---------- Source records
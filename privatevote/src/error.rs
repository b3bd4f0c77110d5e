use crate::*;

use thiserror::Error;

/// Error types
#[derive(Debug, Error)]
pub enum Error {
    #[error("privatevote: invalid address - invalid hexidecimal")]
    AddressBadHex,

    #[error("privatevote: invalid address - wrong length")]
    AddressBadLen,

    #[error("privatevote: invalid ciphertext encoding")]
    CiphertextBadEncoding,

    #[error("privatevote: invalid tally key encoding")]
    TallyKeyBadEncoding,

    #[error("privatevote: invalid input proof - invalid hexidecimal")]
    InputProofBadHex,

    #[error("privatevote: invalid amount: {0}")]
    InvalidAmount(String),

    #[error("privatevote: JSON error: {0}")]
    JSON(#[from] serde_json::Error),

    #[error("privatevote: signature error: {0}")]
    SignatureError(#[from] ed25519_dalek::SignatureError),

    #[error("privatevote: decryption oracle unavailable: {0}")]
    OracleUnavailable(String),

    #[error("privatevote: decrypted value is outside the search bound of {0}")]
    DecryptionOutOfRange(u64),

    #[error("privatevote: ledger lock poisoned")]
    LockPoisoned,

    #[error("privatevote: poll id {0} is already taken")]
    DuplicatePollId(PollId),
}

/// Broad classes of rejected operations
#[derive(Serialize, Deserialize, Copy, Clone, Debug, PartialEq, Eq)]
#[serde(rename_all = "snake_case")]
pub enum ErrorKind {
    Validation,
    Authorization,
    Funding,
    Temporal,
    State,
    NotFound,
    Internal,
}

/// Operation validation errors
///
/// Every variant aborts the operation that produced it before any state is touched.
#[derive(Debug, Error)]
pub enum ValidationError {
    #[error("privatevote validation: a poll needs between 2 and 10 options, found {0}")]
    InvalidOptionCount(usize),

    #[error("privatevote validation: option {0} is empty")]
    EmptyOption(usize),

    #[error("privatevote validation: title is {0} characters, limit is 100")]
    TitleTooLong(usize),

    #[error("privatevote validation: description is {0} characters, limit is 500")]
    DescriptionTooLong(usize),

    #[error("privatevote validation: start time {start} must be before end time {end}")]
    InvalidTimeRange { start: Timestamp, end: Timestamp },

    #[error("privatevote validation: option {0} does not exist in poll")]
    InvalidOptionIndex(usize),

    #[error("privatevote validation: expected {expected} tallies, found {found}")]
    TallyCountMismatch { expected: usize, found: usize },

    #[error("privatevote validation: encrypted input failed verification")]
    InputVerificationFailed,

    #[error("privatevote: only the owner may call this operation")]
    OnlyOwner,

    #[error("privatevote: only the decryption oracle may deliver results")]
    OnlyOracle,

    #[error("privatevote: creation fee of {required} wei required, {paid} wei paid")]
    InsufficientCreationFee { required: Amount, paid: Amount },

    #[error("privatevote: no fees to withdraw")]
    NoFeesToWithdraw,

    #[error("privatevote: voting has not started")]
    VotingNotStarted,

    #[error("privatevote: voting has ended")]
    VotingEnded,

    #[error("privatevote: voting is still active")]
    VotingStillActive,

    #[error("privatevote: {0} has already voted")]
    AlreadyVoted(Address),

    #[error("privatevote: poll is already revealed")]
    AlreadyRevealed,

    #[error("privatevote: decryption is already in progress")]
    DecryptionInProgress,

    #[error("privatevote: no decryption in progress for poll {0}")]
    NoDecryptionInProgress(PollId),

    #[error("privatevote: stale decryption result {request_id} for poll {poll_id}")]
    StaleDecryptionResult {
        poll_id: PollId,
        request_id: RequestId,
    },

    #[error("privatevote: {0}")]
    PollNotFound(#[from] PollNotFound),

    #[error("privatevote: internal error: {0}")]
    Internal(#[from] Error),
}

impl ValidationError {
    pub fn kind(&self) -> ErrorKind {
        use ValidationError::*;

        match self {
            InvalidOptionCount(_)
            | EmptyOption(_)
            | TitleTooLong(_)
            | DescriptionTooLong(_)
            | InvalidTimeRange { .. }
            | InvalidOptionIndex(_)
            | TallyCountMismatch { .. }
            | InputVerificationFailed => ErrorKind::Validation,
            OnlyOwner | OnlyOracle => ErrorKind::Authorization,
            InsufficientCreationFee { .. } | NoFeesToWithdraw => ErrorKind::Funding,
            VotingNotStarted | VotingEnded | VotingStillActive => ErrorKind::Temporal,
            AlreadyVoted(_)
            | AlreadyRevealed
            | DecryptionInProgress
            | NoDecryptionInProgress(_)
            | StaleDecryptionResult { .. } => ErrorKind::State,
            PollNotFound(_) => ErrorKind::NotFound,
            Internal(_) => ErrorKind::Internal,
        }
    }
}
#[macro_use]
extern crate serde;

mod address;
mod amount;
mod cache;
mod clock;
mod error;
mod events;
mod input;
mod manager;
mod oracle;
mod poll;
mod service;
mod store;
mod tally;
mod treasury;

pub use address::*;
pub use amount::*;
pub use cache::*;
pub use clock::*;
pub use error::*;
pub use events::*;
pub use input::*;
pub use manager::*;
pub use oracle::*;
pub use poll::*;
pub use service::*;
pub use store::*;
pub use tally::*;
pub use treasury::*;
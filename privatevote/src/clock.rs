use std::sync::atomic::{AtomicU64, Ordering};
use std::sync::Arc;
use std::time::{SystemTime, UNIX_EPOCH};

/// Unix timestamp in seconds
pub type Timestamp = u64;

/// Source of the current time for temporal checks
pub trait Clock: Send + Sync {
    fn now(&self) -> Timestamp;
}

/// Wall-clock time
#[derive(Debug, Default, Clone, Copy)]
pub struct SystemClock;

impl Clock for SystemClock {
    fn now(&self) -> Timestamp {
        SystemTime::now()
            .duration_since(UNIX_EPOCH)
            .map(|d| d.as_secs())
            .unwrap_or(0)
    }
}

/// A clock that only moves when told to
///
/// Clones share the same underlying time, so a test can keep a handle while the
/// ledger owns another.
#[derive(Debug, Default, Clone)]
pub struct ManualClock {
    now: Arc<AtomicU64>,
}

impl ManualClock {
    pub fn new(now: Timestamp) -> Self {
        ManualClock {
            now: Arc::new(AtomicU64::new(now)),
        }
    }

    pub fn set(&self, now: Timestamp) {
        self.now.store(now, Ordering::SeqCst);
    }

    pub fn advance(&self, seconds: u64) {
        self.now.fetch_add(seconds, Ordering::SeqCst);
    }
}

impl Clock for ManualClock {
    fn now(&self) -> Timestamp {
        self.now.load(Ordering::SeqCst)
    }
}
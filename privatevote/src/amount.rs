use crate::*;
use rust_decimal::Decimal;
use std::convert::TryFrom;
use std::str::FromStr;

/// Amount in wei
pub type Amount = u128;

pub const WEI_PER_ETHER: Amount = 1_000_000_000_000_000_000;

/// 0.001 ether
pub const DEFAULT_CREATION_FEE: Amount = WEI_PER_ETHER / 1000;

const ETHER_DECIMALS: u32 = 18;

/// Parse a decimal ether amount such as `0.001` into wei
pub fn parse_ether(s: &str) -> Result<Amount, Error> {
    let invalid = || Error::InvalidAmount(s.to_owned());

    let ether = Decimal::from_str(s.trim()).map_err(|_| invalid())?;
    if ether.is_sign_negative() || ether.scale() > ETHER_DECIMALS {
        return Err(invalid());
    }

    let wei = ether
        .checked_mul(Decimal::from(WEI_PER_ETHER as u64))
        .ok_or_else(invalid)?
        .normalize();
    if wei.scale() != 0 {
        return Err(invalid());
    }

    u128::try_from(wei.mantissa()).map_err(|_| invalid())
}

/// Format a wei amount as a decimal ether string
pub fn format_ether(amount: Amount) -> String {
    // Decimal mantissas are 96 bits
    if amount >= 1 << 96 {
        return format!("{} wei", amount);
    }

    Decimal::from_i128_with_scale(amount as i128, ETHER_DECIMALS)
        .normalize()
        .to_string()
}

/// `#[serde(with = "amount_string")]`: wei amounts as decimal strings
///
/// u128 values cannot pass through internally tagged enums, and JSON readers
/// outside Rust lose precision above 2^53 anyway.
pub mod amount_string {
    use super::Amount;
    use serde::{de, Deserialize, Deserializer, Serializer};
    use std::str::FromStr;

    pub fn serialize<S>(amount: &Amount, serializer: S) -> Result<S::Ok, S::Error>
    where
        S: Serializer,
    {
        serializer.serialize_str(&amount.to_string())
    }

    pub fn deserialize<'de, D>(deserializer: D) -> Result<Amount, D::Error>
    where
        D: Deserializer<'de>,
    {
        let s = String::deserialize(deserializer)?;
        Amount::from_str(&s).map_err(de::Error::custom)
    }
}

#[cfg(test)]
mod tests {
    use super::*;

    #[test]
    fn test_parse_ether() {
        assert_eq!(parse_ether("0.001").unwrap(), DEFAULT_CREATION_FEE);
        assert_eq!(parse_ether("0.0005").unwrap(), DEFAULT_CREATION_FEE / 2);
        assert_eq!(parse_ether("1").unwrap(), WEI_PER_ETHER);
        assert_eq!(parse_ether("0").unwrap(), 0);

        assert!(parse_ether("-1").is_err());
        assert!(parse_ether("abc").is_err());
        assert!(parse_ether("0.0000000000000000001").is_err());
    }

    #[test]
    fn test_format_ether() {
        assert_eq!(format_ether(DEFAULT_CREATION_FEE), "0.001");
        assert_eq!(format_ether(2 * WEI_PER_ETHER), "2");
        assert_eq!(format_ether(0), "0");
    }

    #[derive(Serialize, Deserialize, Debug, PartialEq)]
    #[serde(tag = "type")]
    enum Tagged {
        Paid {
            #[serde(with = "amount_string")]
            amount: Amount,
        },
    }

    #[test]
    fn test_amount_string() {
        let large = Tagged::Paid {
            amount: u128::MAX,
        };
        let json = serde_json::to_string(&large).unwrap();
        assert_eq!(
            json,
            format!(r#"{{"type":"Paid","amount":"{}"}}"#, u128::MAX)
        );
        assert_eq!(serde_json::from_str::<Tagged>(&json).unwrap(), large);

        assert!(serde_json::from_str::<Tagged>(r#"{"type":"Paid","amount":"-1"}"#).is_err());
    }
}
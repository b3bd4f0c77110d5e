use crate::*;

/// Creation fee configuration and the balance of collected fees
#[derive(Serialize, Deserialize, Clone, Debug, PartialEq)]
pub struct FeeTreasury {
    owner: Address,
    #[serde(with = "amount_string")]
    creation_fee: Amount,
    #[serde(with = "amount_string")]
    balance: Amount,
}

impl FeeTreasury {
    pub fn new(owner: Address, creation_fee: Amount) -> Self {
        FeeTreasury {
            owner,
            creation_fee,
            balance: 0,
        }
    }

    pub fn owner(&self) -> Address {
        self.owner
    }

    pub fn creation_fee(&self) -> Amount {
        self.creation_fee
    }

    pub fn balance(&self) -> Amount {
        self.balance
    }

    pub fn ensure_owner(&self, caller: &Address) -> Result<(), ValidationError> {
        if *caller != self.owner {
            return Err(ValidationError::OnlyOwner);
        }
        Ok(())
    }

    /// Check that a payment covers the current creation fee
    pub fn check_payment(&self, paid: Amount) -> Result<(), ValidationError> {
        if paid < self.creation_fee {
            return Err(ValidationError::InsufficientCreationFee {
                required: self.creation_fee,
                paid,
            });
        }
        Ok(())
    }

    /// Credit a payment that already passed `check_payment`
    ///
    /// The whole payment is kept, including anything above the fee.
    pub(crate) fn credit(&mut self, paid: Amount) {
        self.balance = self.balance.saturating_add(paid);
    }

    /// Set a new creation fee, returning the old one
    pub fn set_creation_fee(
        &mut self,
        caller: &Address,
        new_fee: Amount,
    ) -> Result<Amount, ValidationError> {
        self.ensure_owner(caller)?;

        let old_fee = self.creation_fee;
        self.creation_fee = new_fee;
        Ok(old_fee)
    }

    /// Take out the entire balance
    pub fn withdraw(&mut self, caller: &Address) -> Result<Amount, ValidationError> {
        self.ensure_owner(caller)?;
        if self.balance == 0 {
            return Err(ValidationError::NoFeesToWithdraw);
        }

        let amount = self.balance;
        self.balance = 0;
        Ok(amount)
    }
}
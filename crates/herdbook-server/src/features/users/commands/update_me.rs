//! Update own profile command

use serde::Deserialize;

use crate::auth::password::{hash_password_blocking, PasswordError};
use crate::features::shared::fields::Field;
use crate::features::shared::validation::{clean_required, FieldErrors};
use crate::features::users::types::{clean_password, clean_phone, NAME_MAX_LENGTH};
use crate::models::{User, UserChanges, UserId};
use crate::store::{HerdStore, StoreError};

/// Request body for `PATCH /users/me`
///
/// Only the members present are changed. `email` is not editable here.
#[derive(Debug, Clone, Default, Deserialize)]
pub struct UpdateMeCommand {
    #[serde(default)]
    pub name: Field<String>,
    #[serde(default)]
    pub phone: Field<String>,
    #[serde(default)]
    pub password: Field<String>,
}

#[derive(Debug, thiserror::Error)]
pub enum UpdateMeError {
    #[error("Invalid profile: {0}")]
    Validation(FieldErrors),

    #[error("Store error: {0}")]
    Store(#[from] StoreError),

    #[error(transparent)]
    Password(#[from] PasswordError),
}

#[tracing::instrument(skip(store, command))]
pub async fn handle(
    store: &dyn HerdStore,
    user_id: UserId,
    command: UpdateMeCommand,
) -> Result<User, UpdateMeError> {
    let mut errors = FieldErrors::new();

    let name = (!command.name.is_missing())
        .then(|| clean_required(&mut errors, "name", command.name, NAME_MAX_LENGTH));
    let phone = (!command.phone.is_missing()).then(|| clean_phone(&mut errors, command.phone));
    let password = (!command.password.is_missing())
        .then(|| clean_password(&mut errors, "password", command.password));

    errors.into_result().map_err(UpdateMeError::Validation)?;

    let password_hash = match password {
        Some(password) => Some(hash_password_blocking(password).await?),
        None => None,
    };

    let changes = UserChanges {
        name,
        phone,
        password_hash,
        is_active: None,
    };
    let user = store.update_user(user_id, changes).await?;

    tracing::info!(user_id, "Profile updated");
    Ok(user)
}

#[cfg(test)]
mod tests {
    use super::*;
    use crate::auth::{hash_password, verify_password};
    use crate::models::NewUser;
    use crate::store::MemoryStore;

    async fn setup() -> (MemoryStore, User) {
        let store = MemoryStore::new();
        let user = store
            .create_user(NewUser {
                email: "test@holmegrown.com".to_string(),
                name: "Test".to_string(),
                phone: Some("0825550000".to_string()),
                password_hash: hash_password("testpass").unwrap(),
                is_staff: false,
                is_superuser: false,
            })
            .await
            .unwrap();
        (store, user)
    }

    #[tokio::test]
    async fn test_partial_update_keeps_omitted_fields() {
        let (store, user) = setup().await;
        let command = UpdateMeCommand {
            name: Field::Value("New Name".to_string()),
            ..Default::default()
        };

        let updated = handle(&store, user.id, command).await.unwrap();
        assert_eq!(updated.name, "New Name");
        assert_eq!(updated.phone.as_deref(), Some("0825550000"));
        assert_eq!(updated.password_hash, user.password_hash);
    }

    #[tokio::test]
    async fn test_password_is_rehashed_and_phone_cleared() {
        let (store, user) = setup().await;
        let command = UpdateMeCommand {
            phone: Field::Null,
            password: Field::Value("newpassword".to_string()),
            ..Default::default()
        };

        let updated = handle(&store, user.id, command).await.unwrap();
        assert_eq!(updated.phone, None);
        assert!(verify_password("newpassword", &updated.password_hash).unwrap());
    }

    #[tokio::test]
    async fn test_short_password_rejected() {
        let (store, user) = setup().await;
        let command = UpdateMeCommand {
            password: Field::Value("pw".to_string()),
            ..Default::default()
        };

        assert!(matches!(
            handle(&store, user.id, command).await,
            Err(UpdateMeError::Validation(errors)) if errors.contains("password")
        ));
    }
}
--------------------
Directions. If a line in the entries contains the word "above", copy that line out.

Exercise response.
/// outside Rust lose precision above 2^53 anyway.
    /// The whole payment is kept, including anything above the fee.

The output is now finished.